Unterprojekt 3: Über Reste. Eine Phänomenologie des Bleibens
(Dr. Susanne Foellmer)
Ausgehend von der Beobachtung, dass Reste als solche im Grunde nicht existieren, da sie rasch wieder in neue, andere Bedeutungszusammenhänge eingebunden werden, richtet das Projekt den Fokus auf das Bleibende des Transitorischen, das sich in den performativen Künsten in einer neuen Verfasstheit ergibt: Was vormals als Präsenz erzeugendes, transitorisches und mithin kritisches Geschehen postuliert wurde, wird nun in re-enactments und ‚Aufbewahrungs‘-Perfomances versucht, zu speichern – eine Wendung von der Präsenz der Performance hin zu einer (Selbst-) Archivierung, die auch Fragen der Vermarktung berührt. Rückstände, Erinnerungsstücke, Reliquien oder verbleibende Dokumente sind immer häufiger Bestandteile in Tanz, Performance und Ausstellungen. Jenen Übrigbleibseln eignet eine Ambivalenz von ‚Über-Flüssigkeit‘: von restloser Unbestimmtheit und zugleich sich neu generierenden Sinnzusammenhängen. Inwieweit restituieren und brechen sich in solchen nachgeordneten Anordnungen die Ideen der Präsenz und des Anordnens selbst? Und inwiefern lassen sie das Abscheiden und Wieder-Verwerten von Resten als performative Kulturtechnik hervortreten?

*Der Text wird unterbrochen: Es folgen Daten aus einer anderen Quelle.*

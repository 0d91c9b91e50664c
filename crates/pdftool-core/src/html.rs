//! Anchor extraction from a fetched page.

use scraper::{Html, Selector};
use std::sync::LazyLock;

const ANCHOR_SELECTOR_STR: &str = "a";

static ANCHOR_SELECTOR: LazyLock<Option<Selector>> = LazyLock::new(|| {
    Selector::parse(ANCHOR_SELECTOR_STR)
        .map_err(|e| tracing::error!("failed to parse selector '{}': {}", ANCHOR_SELECTOR_STR, e))
        .ok()
});

/// Anchors found on a page.
#[derive(Debug, Clone, Default, PartialEq, Eq)]
pub struct AnchorScan {
    /// Number of `<a>` elements, with or without `href`.
    pub anchors: usize,
    /// Non-empty `href` values in document order.
    pub hrefs: Vec<String>,
}

/// Parses `html` and collects every anchor's `href`.
pub fn scan_anchors(html: &str) -> AnchorScan {
    let Some(selector) = ANCHOR_SELECTOR.as_ref() else {
        return AnchorScan::default();
    };
    let document = Html::parse_document(html);

    let mut scan = AnchorScan::default();
    for element in document.select(selector) {
        scan.anchors += 1;
        match element.value().attr("href").map(str::trim) {
            Some(href) if !href.is_empty() => scan.hrefs.push(href.to_string()),
            _ => {}
        }
    }
    tracing::debug!("found {} anchors, {} with href", scan.anchors, scan.hrefs.len());
    scan
}
//! Logging init: an append-only log file at debug level plus a console sink on
//! stderr at info (debug with `--verbose`). Falls back to stderr only when the
//! log file cannot be opened.

use anyhow::{Context, Result};
use std::fs;
use std::io;
use std::path::PathBuf;
use tracing_subscriber::fmt::writer::BoxMakeWriter;
use tracing_subscriber::fmt::MakeWriter;
use tracing_subscriber::layer::SubscriberExt;
use tracing_subscriber::util::SubscriberInitExt;
use tracing_subscriber::{EnvFilter, Layer};

/// Directives that turn on every debug line of this tool's crates.
const TOOL_DEBUG_DIRECTIVES: &str = "info,pdftool_core=debug,pdftool=debug";

/// Target for events recorded in the log file but kept off the console, such as
/// a fatal error the binary already prints itself.
pub const FILE_ONLY_TARGET: &str = "pdftool_file_only";

#[derive(Debug, Clone)]
pub struct LogSettings {
    /// Log file path (created if missing, appended to otherwise).
    pub file: PathBuf,
    /// Raise the console threshold to debug.
    pub verbose: bool,
}

/// Writer that is either a file or stderr (used when file clone fails).
enum FileOrStderr {
    File(std::fs::File),
    Stderr,
}

impl io::Write for FileOrStderr {
    fn write(&mut self, buf: &[u8]) -> io::Result<usize> {
        match self {
            FileOrStderr::File(f) => f.write(buf),
            FileOrStderr::Stderr => io::stderr().lock().write(buf),
        }
    }

    fn flush(&mut self) -> io::Result<()> {
        match self {
            FileOrStderr::File(f) => f.flush(),
            FileOrStderr::Stderr => io::stderr().lock().flush(),
        }
    }
}

struct FileMakeWriter(std::fs::File);

impl<'a> MakeWriter<'a> for FileMakeWriter {
    type Writer = FileOrStderr;

    fn make_writer(&'a self) -> Self::Writer {
        self.0
            .try_clone()
            .map(FileOrStderr::File)
            .unwrap_or(FileOrStderr::Stderr)
    }
}

/// Persistent threshold: `RUST_LOG` if set, else all of this tool's debug lines.
fn file_filter() -> EnvFilter {
    EnvFilter::try_from_default_env().unwrap_or_else(|_| EnvFilter::new(TOOL_DEBUG_DIRECTIVES))
}

fn console_filter(verbose: bool) -> EnvFilter {
    let base = if verbose { TOOL_DEBUG_DIRECTIVES } else { "info" };
    EnvFilter::new(format!("{base},{FILE_ONLY_TARGET}=off"))
}

/// Initialize the process-wide sink. Returns the log file path.
/// On failure (e.g. log file unwritable), returns Err so the caller can fall back to stderr.
pub fn init_logging(settings: &LogSettings) -> Result<PathBuf> {
    let file = fs::OpenOptions::new()
        .create(true)
        .append(true)
        .open(&settings.file)
        .with_context(|| format!("failed to open log file {}", settings.file.display()))?;

    let writer: BoxMakeWriter = BoxMakeWriter::new(FileMakeWriter(file));

    let file_layer = tracing_subscriber::fmt::layer()
        .with_writer(writer)
        .with_ansi(false)
        .with_target(true)
        .with_filter(file_filter());

    let console_layer = tracing_subscriber::fmt::layer()
        .with_writer(io::stderr)
        .without_time()
        .with_target(false)
        .with_filter(console_filter(settings.verbose));

    tracing_subscriber::registry()
        .with(file_layer)
        .with(console_layer)
        .try_init()
        .context("logging already initialized")?;

    tracing::debug!("pdftool logging initialized at {}", settings.file.display());

    Ok(settings.file.clone())
}

/// Initialize logging to stderr only (no file). Use when init_logging() fails so the CLI doesn't crash.
pub fn init_logging_stderr(verbose: bool) {
    let console_layer = tracing_subscriber::fmt::layer()
        .with_writer(io::stderr)
        .without_time()
        .with_target(false)
        .with_filter(console_filter(verbose));
    let _ = tracing_subscriber::registry().with(console_layer).try_init();
}
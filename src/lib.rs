//! Real-time event distribution for the issue tracker
//!
//! A process-wide publish/subscribe bus that fans workspace-scoped events out
//! to long-lived SSE connections, an axum stream endpoint with catch-up
//! replay and presence, and the client-side reconnection engine that keeps a
//! subscription alive across network failures.
//!
//! Delivery is advisory and best-effort by design: the persisted data the
//! events announce remains the source of truth, and the worst failure mode is
//! degraded freshness, never data loss.

pub mod auth;
pub mod bus;
pub mod client;
pub mod config;
pub mod error;
pub mod events;
pub mod logging;
pub mod routes;
pub mod state;

pub use bus::EventBus;
pub use events::{Event, EventType, NewEvent};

Unterprojekt 4: Choreographische Anordnungen bei Jan Fabre, Christina Caprioli und Bruce Nauman
(Dr. Maren Butte)
Das Projekt widmet sich den Arbeiten von Jan Fabre und Cristina Caprioli, die zwischen Theater, Choreographie und Installation changieren. Fokussiert wird auf die Verfahren choreographischer Anordnung zwischen konzeptueller Anweisung und Konstellation im Sinne eines In-Verhältnis-Setzens von Bewegung, Raum, Sprache und Objekten. Es wird gefragt, welche relationale und flüchtige ästhetische Erfahrung hierbei jeweils für die ZuschauerInnen generiert/choreographiert wird. Als ein Werkzeug zur Beschreibung dient das theoretische Konzept der Rauheit im Sinne Roland Barthes‘, das hier tanzspezifisch gewendet werden soll, um die Gleichzeitigkeit von unterschiedlichen Raum- und Bewegungseindrücken zu bestimmen. In einem zweiten Schritt soll der Verfahrenstransfer zum Video untersucht werden, der die ephemeren Erfahrungsräume ins bewegte Bild erweitert. Für die Analyse der Bild- und Situationsverfahren soll aus dieser Perspektive erneut auf historische Bewegungsexperimente der 1960er und 70er Jahre zurückgeblickt werden (Bruce Nauman, Merce Cunningham).